That changed in July 1991. A little less than a year after the country's first multiparty elections, the farmers' growing predisposition to participate blossomed into the formation of a union, the Syndicat des Agriculteurs de Côte d'Ivoire (SYNAGCI). The first congress, a meeting of more than 1,000 delegates and hangers-on, took place at Boudépé, a village about 55 miles from the country's capital, Abidjan. A newly-organized opposition political party, the Front Populaire Ivoirien (FPI), had taken a hand in launching this first union congress-a fact state television took pains to point out. Since the legalization of multiparty competition in Côte d'Ivoire at the end of April 1990, FPI leader Laurent Gbagbo had criticized the government of President Félix Houphou‘t-Boigny and the Parti Démocratique de Côte d'Ivoire (PDCI) for transferring funds away from the Caisse de stabilisation, the commodity board charged with stabilizing producer prices and managing the marketing of key export crops. He argued that the government had used revenues from international sales to finance unproductive urban schemes and the Basilica Notre Dame de la Paix, a Florentine cathedral at the president's birthplace, Yamoussoukro. Although Gbagbo helped inaugurate the first congress, he announced to his listeners that the FPI would remove itself from union affairs after the initial meeting. In his view, SYNAGCI should operate independently of all political parties. "There is no such thing as PDCI cotton or FPI cotton," he remarked to his audience. "There is just cotton." 67

A model of participation for SYNAGCI may lie in the unions that have formed in those parts of the agricultural sector where the government has already retreated as a major player and chosen to liberalize markets. The best example is the pineapple growers' union that has flourished in Bonoua, on the edge of the Aboisso region. In the pineapple sector, the presence of many small producers and the absence of a market umpire initially led to overproduction of poor-quality pineapples that depressed prices for Ivoirien produce on the European market and reduced farmer incomes. First larger growers, then smallholders organized to create cooperatives that would coordinate sales and provide some quality control. The cooperatives advanced the farmers a portion of the anticipated proceeds of the sale and paid the rest after transactions were complete. In many cases, however, the farmers ended up with negative net returns, so high were the marketing costs of these organizations. The union moved to work out agreements that would regulate quality but allow individual farmers or small groups of farmers to sign contracts directly with buyers, rather than work through a central company. Although only a few years old, it also started to act as an advocate for farmers' broader economic interests. Already well organized, this group provides a model of participation already closely watched by farmers in the more active villages.

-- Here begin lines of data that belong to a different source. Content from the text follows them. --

//! Scheduler background worker.
//!
//! Runs the three manager passes as one reconciliation cycle on a periodic
//! interval. A cycle that leaves startable work behind requests an immediate
//! follow-up cycle instead of waiting out the full interval.

use std::sync::Arc;
use std::time::Duration;

use tokio::sync::{watch, Notify};
use tracing::{error, info, instrument};

use super::{DependencyManager, TaskManager, WorkflowManager};

/// Cumulative counters across every cycle this worker has run, flushed once
/// at shutdown.
#[derive(Debug, Default, Clone)]
pub struct SchedulerMetrics {
    pub cycles: i64,
    pub updates_created: i64,
    pub workflows_finished: i64,
    pub approvals_expired: i64,
    pub tasks_started: i64,
    pub tasks_failed: i64,
    pub tasks_reaped: i64,
}

/// Background worker driving scheduling cycles.
pub struct SchedulerWorker {
    dependency: DependencyManager,
    workflow: WorkflowManager,
    task: TaskManager,
    interval: Duration,
    reschedule: Arc<Notify>,
    metrics: SchedulerMetrics,
}

impl SchedulerWorker {
    pub fn new(
        dependency: DependencyManager,
        workflow: WorkflowManager,
        task: TaskManager,
        interval: Duration,
    ) -> Self {
        Self {
            dependency,
            workflow,
            task,
            interval,
            reschedule: Arc::new(Notify::new()),
            metrics: SchedulerMetrics::default(),
        }
    }

    /// Handle for other components to request an immediate cycle, for example
    /// an API frontend that just enqueued a task.
    pub fn reschedule_handle(&self) -> Arc<Notify> {
        self.reschedule.clone()
    }

    /// Run scheduling cycles until shutdown is signaled.
    #[instrument(skip(self, shutdown))]
    pub async fn run(mut self, mut shutdown: watch::Receiver<bool>) {
        info!(
            interval_secs = self.interval.as_secs(),
            "Starting scheduler worker"
        );

        let mut interval = tokio::time::interval(self.interval);
        // Don't immediately tick on startup - wait for first interval
        interval.tick().await;
        let reschedule = self.reschedule.clone();

        loop {
            tokio::select! {
                _ = interval.tick() => {
                    self.run_cycle().await;
                }
                _ = reschedule.notified() => {
                    self.run_cycle().await;
                }
                _ = shutdown.changed() => {
                    if *shutdown.borrow() {
                        info!(
                            cycles = self.metrics.cycles,
                            updates_created = self.metrics.updates_created,
                            workflows_finished = self.metrics.workflows_finished,
                            approvals_expired = self.metrics.approvals_expired,
                            tasks_started = self.metrics.tasks_started,
                            tasks_failed = self.metrics.tasks_failed,
                            tasks_reaped = self.metrics.tasks_reaped,
                            "Scheduler worker shutting down"
                        );
                        break;
                    }
                }
            }
        }
    }

    /// One full cycle: dependencies, then workflows, then task placement.
    /// A failing pass is logged and the cycle moves on; the next pass gets a
    /// fresh view of the world anyway.
    async fn run_cycle(&mut self) {
        self.metrics.cycles += 1;
        let mut follow_up = false;

        match self.dependency.schedule().await {
            Ok(stats) => {
                follow_up |= stats.wants_reschedule();
                self.metrics.updates_created += i64::from(stats.updates_created);
            }
            Err(e) => error!(error = %e, "Dependency manager pass failed"),
        }

        match self.workflow.schedule().await {
            Ok(stats) => {
                follow_up |= stats.wants_reschedule();
                self.metrics.workflows_finished += i64::from(stats.workflows_finished);
                self.metrics.approvals_expired += i64::from(stats.approvals_expired);
            }
            Err(e) => error!(error = %e, "Workflow manager pass failed"),
        }

        match self.task.schedule().await {
            Ok(stats) => {
                follow_up |= stats.wants_reschedule();
                self.metrics.tasks_started += i64::from(stats.tasks_started);
                self.metrics.tasks_failed += i64::from(stats.tasks_failed);
                self.metrics.tasks_reaped += i64::from(stats.tasks_reaped);
            }
            Err(e) => error!(error = %e, "Task manager pass failed"),
        }

        if follow_up {
            self.reschedule.notify_one();
        }
    }
}

#[cfg(test)]
mod tests {
    use super::*;

    use chrono::Utc;
    use windlass_jobs::{Instance, InstanceGroup, NodeType, Task, TaskKind, TaskStatus};

    use crate::config::SchedulerConfig;
    use crate::dispatch::MockDispatcher;
    use crate::locking::LocalLock;
    use crate::sinks::{MemoryEventSink, MemoryNotificationSink};
    use crate::store::{MemoryStore, SchedulerStore};

    struct Fixture {
        store: Arc<MemoryStore>,
        worker: SchedulerWorker,
    }

    fn fixture(interval: Duration) -> Fixture {
        let store = Arc::new(MemoryStore::new());
        let events = Arc::new(MemoryEventSink::new());
        let notifications = Arc::new(MemoryNotificationSink::new());
        let lock = Arc::new(LocalLock::new());
        let dispatcher = Arc::new(MockDispatcher::new());
        let worker = SchedulerWorker::new(
            DependencyManager::new(store.clone(), events.clone(), lock.clone()),
            WorkflowManager::new(
                store.clone(),
                events.clone(),
                notifications.clone(),
                lock.clone(),
                dispatcher.clone(),
            ),
            TaskManager::new(
                store.clone(),
                events.clone(),
                notifications,
                lock.clone(),
                dispatcher.clone(),
                SchedulerConfig::default(),
            ),
            interval,
        );
        Fixture { store, worker }
    }

    async fn seed_startable_job(store: &MemoryStore) -> Task {
        store
            .add_instance(Instance {
                hostname: "hybrid-1".to_string(),
                node_type: NodeType::Hybrid,
                capacity: 100,
                enabled: true,
            })
            .await;
        store
            .add_group(InstanceGroup {
                name: "controlplane".to_string(),
                instances: vec!["hybrid-1".to_string()],
                is_container_group: false,
            })
            .await;
        store
            .add_group(InstanceGroup {
                name: "default".to_string(),
                instances: vec!["hybrid-1".to_string()],
                is_container_group: false,
            })
            .await;

        let mut job = Task::new(
            "nightly-deploy",
            TaskKind::PlaybookJob {
                job_template_id: Some(1),
                project_id: Some(1),
                inventory_id: Some(1),
            },
        );
        job.status = TaskStatus::Pending;
        job.dependencies_processed = true;
        store.add_task(job).await
    }

    async fn wait_for_status(store: &MemoryStore, id: i64, status: TaskStatus) -> bool {
        for _ in 0..100 {
            let task = store.task(id).await.unwrap().unwrap();
            if task.status == status {
                return true;
            }
            tokio::time::sleep(Duration::from_millis(10)).await;
        }
        false
    }

    #[tokio::test]
    async fn test_reschedule_handle_triggers_cycle() {
        let f = fixture(Duration::from_secs(3600));
        let job = seed_startable_job(&f.store).await;

        let handle = f.worker.reschedule_handle();
        let (shutdown_tx, shutdown_rx) = watch::channel(false);
        handle.notify_one();
        let running = tokio::spawn(f.worker.run(shutdown_rx));

        assert!(wait_for_status(&f.store, job.id, TaskStatus::Waiting).await);

        shutdown_tx.send(true).unwrap();
        running.await.unwrap();
    }

    #[tokio::test]
    async fn test_interval_drives_cycles() {
        let f = fixture(Duration::from_millis(20));
        let job = seed_startable_job(&f.store).await;

        let (shutdown_tx, shutdown_rx) = watch::channel(false);
        let running = tokio::spawn(f.worker.run(shutdown_rx));

        assert!(wait_for_status(&f.store, job.id, TaskStatus::Waiting).await);

        shutdown_tx.send(true).unwrap();
        running.await.unwrap();
    }

    #[tokio::test]
    async fn test_shutdown_stops_worker_promptly() {
        let f = fixture(Duration::from_secs(3600));
        let (shutdown_tx, shutdown_rx) = watch::channel(false);
        let running = tokio::spawn(f.worker.run(shutdown_rx));

        shutdown_tx.send(true).unwrap();
        let joined = tokio::time::timeout(Duration::from_secs(5), running).await;
        assert!(joined.is_ok());
    }
}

The speed with which union involvement and party-centered political participation spreads in rural areas is likely to depend on the amount of contact between villagers and university students or younger urban relatives who currently constitute the major support and source of energy for all of the new political groups. The année blanche, or year without school, the president declared in the wake of street demonstrations, in March 1990, sent many youth back to their rural families. Although these students are without great exposure to the platforms of the new parties or the speeches of their leaders, they do constitute a link between these movements and the rural areas, or, at the very least, an attentive audience. Their own views are likely to shape those of their age cohort who have chosen to return to the land and to farming and who are the main experimenters in the "participant" villages.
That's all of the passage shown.